Uno de los retos que afrontan las empresas en general, es la digitalización. La globalización del mercado, nos impide continuar haciendo uso de métodos tradicionales, si queremos ser competitivos.
En España, el sector inmobiliario, forzado a optar por la digitalización durante el COVID19 ha ido apostando cada vez más en la tecnología, para la gestión de los procesos y, por ello, ha ido implementando soluciones que permitan actuar con mayor profesionalidad y eficacia.
Para llevar a cabo el proceso de transformación digital es imprescindible la gestión de los equipos que van a participar en el mismo.
A priori, todos estamos muy a favor de la automatización y de los procesos tecnológicos, sin embargo, está demostrado que todos los cambios, tanto a nivel de organización, como tecnológicos, provocan, al inicio en los equipos, actitudes de rechazo.
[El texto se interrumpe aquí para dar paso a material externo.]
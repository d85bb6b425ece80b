//! Token-list normalisation.
//!
//! For each configured key-path the value is recomputed from every
//! contribution rather than taken from the deep-merged result: each
//! contribution's value at the path is tokenised and the tokens are joined
//! with single spaces, in contribution order.

use std::collections::HashSet;

use serde_json::{Map, Value};

use crate::path::KeyPath;
use crate::value::{is_blank, is_truthy};

/// Append the tokens carried by `value` to `tokens`.
///
/// - blank values add nothing;
/// - strings split on whitespace;
/// - arrays contribute each element's tokens in order;
/// - objects contribute each key whose value is truthy, in key order, split
///   on whitespace like a string;
/// - other scalars contribute their printed form.
///
/// # Examples
///
/// ```rust
/// use merge_attributes::tokenize;
/// use serde_json::json;
///
/// let mut tokens = Vec::new();
/// tokenize(&json!(["btn  btn-lg", {"active": true, "hidden": false}, 2]), &mut tokens);
/// assert_eq!(tokens, ["btn", "btn-lg", "active", "2"]);
/// ```
pub fn tokenize(value: &Value, tokens: &mut Vec<String>) {
    if is_blank(value) {
        return;
    }
    match value {
        Value::String(text) => tokens.extend(text.split_whitespace().map(str::to_owned)),
        Value::Array(items) => {
            for item in items {
                tokenize(item, tokens);
            }
        }
        Value::Object(map) => tokens.extend(
            map.iter()
                .filter(|(_, flag)| is_truthy(flag))
                .flat_map(|(key, _)| key.split_whitespace().map(str::to_owned)),
        ),
        other => tokens.push(other.to_string()),
    }
}

/// Join the tokens of every value in `values` with single spaces.
///
/// Duplicates are kept and order follows `values`.
///
/// # Examples
///
/// ```rust
/// use merge_attributes::token_list;
/// use serde_json::json;
///
/// let values = [json!("a"), json!(null), json!("b a")];
/// assert_eq!(token_list(&values), "a b a");
/// ```
pub fn token_list<'a, I>(values: I) -> String
where
    I: IntoIterator<Item = &'a Value>,
{
    let mut tokens = Vec::new();
    for value in values {
        tokenize(value, &mut tokens);
    }
    tokens.join(" ")
}

/// Recompute the token list at `path` across `contributions`.
///
/// Returns `None` when no contribution yields a token, leaving the merged
/// value at `path` untouched.
pub(crate) fn collect(
    contributions: &[Map<String, Value>],
    path: &KeyPath,
    dedupe: bool,
) -> Option<String> {
    let mut tokens = Vec::new();
    for contribution in contributions {
        if let Some(value) = path.dig(contribution) {
            tokenize(value, &mut tokens);
        }
    }
    if tokens.is_empty() {
        return None;
    }
    if dedupe {
        let mut seen = HashSet::with_capacity(tokens.len());
        tokens.retain(|token| seen.insert(token.clone()));
    }
    Some(tokens.join(" "))
}
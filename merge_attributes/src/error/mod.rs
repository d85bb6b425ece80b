//! Error types produced while building merge configuration and inputs.
//!
//! The merge itself never fails. Errors only arise at the boundary: parsing
//! key-paths, loading a token-list configuration document, or rendering a
//! typed value into attributes.

mod constructors;
mod types;

pub use types::{MergeAttributesError, MergeResult};

#[cfg(test)]
mod tests;
//! Constructors for `MergeAttributesError`.

use super::MergeAttributesError;

impl MergeAttributesError {
    /// Construct an empty-segment error for `path`.
    ///
    /// # Examples
    ///
    /// ```
    /// use merge_attributes::MergeAttributesError;
    /// let err = MergeAttributesError::empty_segment("data--action");
    /// assert_eq!(err.to_string(), "key-path 'data--action' contains an empty key");
    /// ```
    #[must_use]
    pub fn empty_segment(path: impl Into<String>) -> Self {
        Self::EmptyKeySegment { path: path.into() }
    }

    /// Construct a serialisation error from a [`serde_json::Error`].
    #[must_use]
    pub const fn serialize(source: serde_json::Error) -> Self {
        Self::Serialize { source }
    }

    /// Construct a configuration error from a JSON parse failure.
    #[must_use]
    pub const fn config_json(source: serde_json::Error) -> Self {
        Self::ConfigJson { source }
    }

    /// Construct a configuration error from a TOML parse failure.
    #[cfg(feature = "toml")]
    #[must_use]
    pub fn config_toml(source: toml::de::Error) -> Self {
        Self::ConfigToml(Box::new(source))
    }
}
//! Unit tests for error messages and constructors.

use rstest::rstest;

use super::MergeAttributesError;

fn json_failure() -> serde_json::Error {
    match serde_json::from_str::<serde_json::Value>("{") {
        Err(err) => err,
        Ok(value) => panic!("'{{' unexpectedly parsed as {value}"),
    }
}

#[rstest]
#[case::empty_path(MergeAttributesError::EmptyKeyPath, "key-path must contain at least one key")]
#[case::empty_segment(
    MergeAttributesError::empty_segment("-action"),
    "key-path '-action' contains an empty key"
)]
fn displays_key_path_errors(#[case] err: MergeAttributesError, #[case] expected: &str) {
    assert_eq!(err.to_string(), expected);
}

#[test]
fn config_json_keeps_source() {
    let err = MergeAttributesError::config_json(json_failure());
    assert!(matches!(err, MergeAttributesError::ConfigJson { .. }));
    assert!(std::error::Error::source(&err).is_some());
    assert!(
        err.to_string()
            .starts_with("invalid token-list configuration JSON:")
    );
}

#[test]
fn serialize_keeps_source() {
    let err = MergeAttributesError::serialize(json_failure());
    assert!(std::error::Error::source(&err).is_some());
}
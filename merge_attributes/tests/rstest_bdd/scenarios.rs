//! Binds the attribute merge feature file to the step registry.

use crate::fixtures::{MergeState, merge_state};
use rstest_bdd_macros::scenarios;

scenarios!(
    "tests/features/attribute_merge.feature",
    fixtures = [merge_state: MergeState]
);
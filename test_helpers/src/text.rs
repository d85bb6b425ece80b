//! Shared text normalisation helpers for behavioural test suites.

/// Strips one layer of matching single or double quotes from a value.
#[must_use]
pub fn unquote(value: &str) -> &str {
    let trimmed = value.trim();
    for quote in ['"', '\''] {
        if let Some(stripped) = trimmed
            .strip_prefix(quote)
            .and_then(|rest| rest.strip_suffix(quote))
        {
            return stripped;
        }
    }
    trimmed
}

/// Splits a placeholder such as `"data, controller"` into trimmed keys.
///
/// Empty pieces are kept so malformed paths stay visible to the caller.
#[must_use]
pub fn key_list(value: &str) -> Vec<String> {
    unquote(value)
        .split(',')
        .map(|key| key.trim().to_owned())
        .collect()
}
Los hábitos del día a día y en general la rutina nos impiden, en muchas ocasiones, ver más allá, generando una falsa zona de confort. Este falso entorno de seguridad, empobrece los equipos e impacta directamente en el desarrollo de sus funciones, finalizando en una visión de tunel.
Es en este punto, donde los responsables de las diferentes áreas deben aunar esfuerzos para reconducir esas actitudes hacia nuevas estrategias, que favorezcan el trabajo en equipo y la eficacia de las funciones. No es un proceso sencillo, pero sin duda es enriquecedor. La apuesta por la tecnología es una apuesta segura que favorece tanto el crecimiento individual, como el crecimiento de la compañía.
Las empresas Proptech, aportan frescura con sus aplicaciones, evitan los egos y los individualismos, nos abren los ojos, ante una sociedad en continua evolución y cambio. Esta continua lucha por la adaptación, obtiene la mejor versión de todos los equipos.
La formación y el conocimiento de nuevas soluciones que agilizan nuestro día a día, es una responsabilidad de la empresa, una responsabilidad que tiene un efecto boomerang, ya que, ese esfuerzo, tiene una gran recompensa, por una parte, plantillas con formación que repercute directamente en el resultado de la empresa y por otra, plantillas motivadas y activas, actitud esta, que impide la fuga de talento.
Quedan muchos retos por alcanzar dentro del sector inmobiliario, pero hemos alcanzado el más importante, ser capaces de identificar carencias y abrazar la tecnología para solucionarlas, ese cambio de cultura de empresa es el reto más importante y a partir de ahí el crecimiento y la consolidación está garantizado.
Según un informe presentado por (API) junto a PwC y TheFringe/LABS, el uso de la tecnología va en aumento en el sector inmobiliario español. Y es que el 75% de los profesionales incrementaron su uso en el último año.